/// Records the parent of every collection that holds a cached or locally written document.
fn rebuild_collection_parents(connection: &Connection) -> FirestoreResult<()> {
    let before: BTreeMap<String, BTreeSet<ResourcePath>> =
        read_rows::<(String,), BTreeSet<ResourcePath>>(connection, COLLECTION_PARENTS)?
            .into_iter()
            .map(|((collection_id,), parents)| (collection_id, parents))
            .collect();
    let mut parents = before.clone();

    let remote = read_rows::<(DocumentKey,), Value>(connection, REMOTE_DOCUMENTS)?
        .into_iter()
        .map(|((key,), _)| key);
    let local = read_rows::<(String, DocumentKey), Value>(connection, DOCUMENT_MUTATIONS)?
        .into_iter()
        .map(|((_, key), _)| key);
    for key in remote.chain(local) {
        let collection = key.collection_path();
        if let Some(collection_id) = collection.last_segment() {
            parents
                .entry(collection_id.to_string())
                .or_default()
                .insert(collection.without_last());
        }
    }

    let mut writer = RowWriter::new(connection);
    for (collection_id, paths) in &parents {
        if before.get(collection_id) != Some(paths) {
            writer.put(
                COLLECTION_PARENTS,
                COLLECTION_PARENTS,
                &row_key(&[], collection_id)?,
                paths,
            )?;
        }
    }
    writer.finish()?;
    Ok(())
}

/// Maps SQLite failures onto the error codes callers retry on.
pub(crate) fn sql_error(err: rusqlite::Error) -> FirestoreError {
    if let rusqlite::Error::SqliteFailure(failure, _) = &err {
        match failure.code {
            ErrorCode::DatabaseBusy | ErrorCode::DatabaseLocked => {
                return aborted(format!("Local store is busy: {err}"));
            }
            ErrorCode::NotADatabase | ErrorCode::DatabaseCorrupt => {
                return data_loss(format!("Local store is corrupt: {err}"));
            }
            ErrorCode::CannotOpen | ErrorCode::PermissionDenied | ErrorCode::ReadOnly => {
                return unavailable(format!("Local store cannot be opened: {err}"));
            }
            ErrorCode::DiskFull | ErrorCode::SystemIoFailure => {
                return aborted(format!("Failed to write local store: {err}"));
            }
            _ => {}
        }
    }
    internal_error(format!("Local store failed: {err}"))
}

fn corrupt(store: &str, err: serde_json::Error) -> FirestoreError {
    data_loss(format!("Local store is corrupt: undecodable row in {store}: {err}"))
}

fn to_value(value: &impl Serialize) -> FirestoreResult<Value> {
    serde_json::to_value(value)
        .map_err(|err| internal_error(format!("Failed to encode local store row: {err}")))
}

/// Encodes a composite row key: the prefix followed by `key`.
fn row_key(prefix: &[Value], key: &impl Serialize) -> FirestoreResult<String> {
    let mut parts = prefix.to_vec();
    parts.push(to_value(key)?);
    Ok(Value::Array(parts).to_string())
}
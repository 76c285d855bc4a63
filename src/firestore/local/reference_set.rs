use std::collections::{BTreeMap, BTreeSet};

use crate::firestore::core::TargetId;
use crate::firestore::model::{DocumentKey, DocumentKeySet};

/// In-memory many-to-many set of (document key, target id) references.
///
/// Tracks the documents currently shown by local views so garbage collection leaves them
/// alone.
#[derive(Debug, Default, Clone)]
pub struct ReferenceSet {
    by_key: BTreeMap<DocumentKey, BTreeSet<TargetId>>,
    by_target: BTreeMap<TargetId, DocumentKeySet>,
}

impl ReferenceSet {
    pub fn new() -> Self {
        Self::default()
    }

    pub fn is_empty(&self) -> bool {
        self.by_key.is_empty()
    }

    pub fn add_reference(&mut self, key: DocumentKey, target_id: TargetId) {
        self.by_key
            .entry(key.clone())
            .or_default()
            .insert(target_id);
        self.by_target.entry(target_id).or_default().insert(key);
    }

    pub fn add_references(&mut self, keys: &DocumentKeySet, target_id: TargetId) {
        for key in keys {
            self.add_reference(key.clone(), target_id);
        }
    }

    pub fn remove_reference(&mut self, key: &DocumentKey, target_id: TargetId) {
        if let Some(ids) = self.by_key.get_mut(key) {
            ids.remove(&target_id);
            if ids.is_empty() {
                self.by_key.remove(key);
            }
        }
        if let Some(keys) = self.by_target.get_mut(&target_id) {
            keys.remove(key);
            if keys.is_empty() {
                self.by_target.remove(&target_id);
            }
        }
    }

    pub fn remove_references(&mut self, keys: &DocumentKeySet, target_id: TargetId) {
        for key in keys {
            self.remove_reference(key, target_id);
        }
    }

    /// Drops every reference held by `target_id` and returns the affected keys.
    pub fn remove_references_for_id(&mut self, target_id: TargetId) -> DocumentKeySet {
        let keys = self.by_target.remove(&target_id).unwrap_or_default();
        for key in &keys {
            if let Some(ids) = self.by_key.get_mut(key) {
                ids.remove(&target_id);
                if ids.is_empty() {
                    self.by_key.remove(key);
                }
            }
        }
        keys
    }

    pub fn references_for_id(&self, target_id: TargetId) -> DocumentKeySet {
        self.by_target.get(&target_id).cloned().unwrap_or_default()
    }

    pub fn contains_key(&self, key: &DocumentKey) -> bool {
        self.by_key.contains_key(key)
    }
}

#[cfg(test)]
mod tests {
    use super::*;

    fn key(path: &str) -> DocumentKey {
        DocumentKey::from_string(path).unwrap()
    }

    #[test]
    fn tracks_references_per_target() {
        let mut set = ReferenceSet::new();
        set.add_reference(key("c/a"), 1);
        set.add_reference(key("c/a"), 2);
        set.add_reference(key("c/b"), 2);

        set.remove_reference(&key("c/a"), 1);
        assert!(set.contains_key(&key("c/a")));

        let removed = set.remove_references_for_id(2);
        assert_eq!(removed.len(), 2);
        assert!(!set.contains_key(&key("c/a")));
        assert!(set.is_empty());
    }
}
+ + +
What you should do -
Check each line above for the string "FirestoreResult" and return those that contain it.

Task response -
fn rebuild_collection_parents(connection: &Connection) -> FirestoreResult<()> {
fn to_value(value: &impl Serialize) -> FirestoreResult<Value> {
fn row_key(prefix: &[Value], key: &impl Serialize) -> FirestoreResult<String> {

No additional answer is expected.